Rothenberg goes to to say that he does not believe evolution as we know it can explain art, but “a deeper consideration of art can enhance our understanding of evolution.”

He also writes this memorable line:

I believe our understanding of nature increases if we spend more time wondering about all this useless beauty.

Below, a sampling of different bowerbird offerings:

Note: This post is from the Slow Muse archives, first published in August 2012.

6 Comment

  1. baricks says:

    Beautiful.

  2. James Sedwick says:

    Wonderful posting! Without the photograph captions, I’d think Andy Goldsworthy or a Goldsworthy follower of ability. Perhaps what we see in the bowers and our art objects, a useless beauty, is the sublimation of impulses otherwise inappropriate, a drive; I’d have to go back and read what Freud thought about art. I think we’re (at least artists) connected to bower birds by what we do (bower birds doing it better than some of us). An experiment: suppose we took away the materials and time and space for an artist to make something; would that be like sleep deprivation (it bothered me to imagine that)? What would happen to a bower bird that had no access to building materials? It strikes me that the drive is so powerful that it is difficult to rest, even to meditate, unless we’ve completed the object or can imagine the completion of the object.
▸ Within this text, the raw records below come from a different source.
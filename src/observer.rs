//! Diagnostic observers for container events.
//!
//! Observers are notified synchronously while the container resolves services,
//! hands out lazy proxies, and detaches or restores entity references. When no
//! observer is registered the notification paths are skipped entirely.

use std::sync::atomic::{AtomicU64, Ordering};
use std::sync::Arc;
use std::time::Duration;

use crate::key::ServiceId;
use crate::lazy::ProxyHash;
use crate::lifetime::Lifetime;

/// Observer trait for container events.
///
/// Only [`resolving`](Self::resolving) and [`resolved`](Self::resolved) are
/// required. Keep implementations lightweight: they run inline with resolution.
///
/// # Examples
///
/// ```
/// use weft_di::{DiObserver, ServiceCollection, ServiceId};
/// use std::sync::Arc;
/// use std::time::Duration;
///
/// struct Audit;
///
/// impl DiObserver for Audit {
///     fn resolving(&self, id: &ServiceId) {
///         println!("-> {}", id);
///     }
///
///     fn resolved(&self, id: &ServiceId, duration: Duration) {
///         println!("<- {} in {:?}", id, duration);
///     }
/// }
///
/// let mut services = ServiceCollection::new();
/// services.add_observer(Arc::new(Audit));
/// let container = services.build();
/// ```
pub trait DiObserver: Send + Sync {
    /// Called before an identity is resolved through the registry.
    fn resolving(&self, id: &ServiceId);

    /// Called after resolution finished, successfully or not.
    fn resolved(&self, id: &ServiceId, duration: Duration);

    /// Called when the construction pipeline finished an instance.
    fn constructed(&self, _type_name: &str, _lifetime: Lifetime) {}

    /// Called when a new lazy proxy is registered.
    fn lazy_created(&self, _hash: ProxyHash, _target: &ServiceId) {}

    /// Called when a lazy proxy resolved its target.
    fn lazy_resolved(&self, _hash: ProxyHash, _target: &ServiceId) {}

    /// Called after preparation detached `count` entity references.
    fn entities_detached(&self, _type_name: &str, _count: usize) {}

    /// Called after restoration reattached `count` entity references.
    fn entities_restored(&self, _type_name: &str, _count: usize) {}
}

/// Container for registered observers.
#[derive(Default, Clone)]
pub(crate) struct Observers {
    observers: Vec<Arc<dyn DiObserver>>,
}

impl Observers {
    pub(crate) fn new() -> Self {
        Self { observers: Vec::new() }
    }

    pub(crate) fn add(&mut self, observer: Arc<dyn DiObserver>) {
        self.observers.push(observer);
    }

    #[inline]
    pub(crate) fn has_observers(&self) -> bool {
        !self.observers.is_empty()
    }

    #[inline]
    pub(crate) fn resolving(&self, id: &ServiceId) {
        for observer in &self.observers {
            observer.resolving(id);
        }
    }

    #[inline]
    pub(crate) fn resolved(&self, id: &ServiceId, duration: Duration) {
        for observer in &self.observers {
            observer.resolved(id, duration);
        }
    }

    pub(crate) fn constructed(&self, type_name: &str, lifetime: Lifetime) {
        for observer in &self.observers {
            observer.constructed(type_name, lifetime);
        }
    }

    pub(crate) fn lazy_created(&self, hash: ProxyHash, target: &ServiceId) {
        for observer in &self.observers {
            observer.lazy_created(hash, target);
        }
    }

    pub(crate) fn lazy_resolved(&self, hash: ProxyHash, target: &ServiceId) {
        for observer in &self.observers {
            observer.lazy_resolved(hash, target);
        }
    }

    pub(crate) fn entities_detached(&self, type_name: &str, count: usize) {
        for observer in &self.observers {
            observer.entities_detached(type_name, count);
        }
    }

    pub(crate) fn entities_restored(&self, type_name: &str, count: usize) {
        for observer in &self.observers {
            observer.entities_restored(type_name, count);
        }
    }
}

/// Built-in observer that forwards every event to `tracing`.
///
/// Resolution events are emitted at `trace`, everything else at `debug`.
///
/// # Examples
///
/// ```
/// use weft_di::{ServiceCollection, LoggingObserver};
/// use std::sync::Arc;
///
/// let mut services = ServiceCollection::new();
/// services.add_observer(Arc::new(LoggingObserver::new()));
/// let container = services.build();
/// ```
#[derive(Debug, Clone, Default)]
pub struct LoggingObserver {
    _private: (),
}

impl LoggingObserver {
    pub fn new() -> Self {
        Self::default()
    }
}

impl DiObserver for LoggingObserver {
    fn resolving(&self, id: &ServiceId) {
        tracing::trace!(service = %id, "resolving");
    }

    fn resolved(&self, id: &ServiceId, duration: Duration) {
        tracing::trace!(service = %id, elapsed_us = duration.as_micros() as u64, "resolved");
    }

    fn constructed(&self, type_name: &str, lifetime: Lifetime) {
        tracing::debug!(type_name, ?lifetime, "constructed");
    }

    fn lazy_created(&self, hash: ProxyHash, target: &ServiceId) {
        tracing::debug!(proxy = %hash, service = %target, "lazy dependency created");
    }

    fn lazy_resolved(&self, hash: ProxyHash, target: &ServiceId) {
        tracing::debug!(proxy = %hash, service = %target, "lazy dependency resolved");
    }

    fn entities_detached(&self, type_name: &str, count: usize) {
        tracing::debug!(type_name, count, "entity references detached");
    }

    fn entities_restored(&self, type_name: &str, count: usize) {
        tracing::debug!(type_name, count, "entity references restored");
    }
}

/// Counting observer for tests and post-run analysis.
#[derive(Debug, Default)]
pub struct MetricsObserver {
    resolutions: AtomicU64,
    total_resolution_ns: AtomicU64,
    constructions: AtomicU64,
    proxies_created: AtomicU64,
    proxies_resolved: AtomicU64,
    entities_detached: AtomicU64,
    entities_restored: AtomicU64,
}

impl MetricsObserver {
    pub fn new() -> Self {
        Self::default()
    }

    pub fn resolution_count(&self) -> u64 {
        self.resolutions.load(Ordering::Relaxed)
    }

    /// Average resolution time, `None` before the first resolution.
    pub fn average_resolution_time(&self) -> Option<Duration> {
        let count = self.resolution_count();
        if count == 0 {
            return None;
        }
        Some(Duration::from_nanos(self.total_resolution_ns.load(Ordering::Relaxed) / count))
    }

    pub fn construction_count(&self) -> u64 {
        self.constructions.load(Ordering::Relaxed)
    }

    pub fn proxies_created(&self) -> u64 {
        self.proxies_created.load(Ordering::Relaxed)
    }

    pub fn proxies_resolved(&self) -> u64 {
        self.proxies_resolved.load(Ordering::Relaxed)
    }

    pub fn entities_detached(&self) -> u64 {
        self.entities_detached.load(Ordering::Relaxed)
    }

    pub fn entities_restored(&self) -> u64 {
        self.entities_restored.load(Ordering::Relaxed)
    }

    pub fn reset(&self) {
        for counter in [
            &self.resolutions,
            &self.total_resolution_ns,
            &self.constructions,
            &self.proxies_created,
            &self.proxies_resolved,
            &self.entities_detached,
            &self.entities_restored,
        ] {
            counter.store(0, Ordering::Relaxed);
        }
    }
}

impl DiObserver for MetricsObserver {
    fn resolving(&self, _id: &ServiceId) {}

    fn resolved(&self, _id: &ServiceId, duration: Duration) {
        self.resolutions.fetch_add(1, Ordering::Relaxed);
        self.total_resolution_ns
            .fetch_add(duration.as_nanos() as u64, Ordering::Relaxed);
    }

    fn constructed(&self, _type_name: &str, _lifetime: Lifetime) {
        self.constructions.fetch_add(1, Ordering::Relaxed);
    }

    fn lazy_created(&self, _hash: ProxyHash, _target: &ServiceId) {
        self.proxies_created.fetch_add(1, Ordering::Relaxed);
    }

    fn lazy_resolved(&self, _hash: ProxyHash, _target: &ServiceId) {
        self.proxies_resolved.fetch_add(1, Ordering::Relaxed);
    }

    fn entities_detached(&self, _type_name: &str, count: usize) {
        self.entities_detached.fetch_add(count as u64, Ordering::Relaxed);
    }

    fn entities_restored(&self, _type_name: &str, count: usize) {
        self.entities_restored.fetch_add(count as u64, Ordering::Relaxed);
    }
}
    1. deborahbarlow says:

      James, thank you for your thoughtful comment. This force/drive/impulse is mysterious and huge, and it continues to compel me. Thanks again for your contribution to the discussion.

  3. Interesting questions from James. Humans manage to be inventive as to tools for art-making. We get to see the cave paintings centuries later–but the ephemeral art projects vanish. Except, perhaps, somewhere deep in our collective consciousness.

  4. deborahbarlow says:

    Thanks Ann. I like the idea of ephemeral art still living on in the collective consciousness. Which, as Rupert Sheldrake has suggested, is always available at some level…

  5. James Sedwick says:

    I’d quibble with calling art useless, given the economic, cultural, political, and therapeutic (among others) ways art work affects us. Alain de Botton and John Armstrong consider “art as a form of therapy” (they don’t mean art used for therapeutic purposes by professional caregivers), that viewing/having art helps us deal with the problems of life.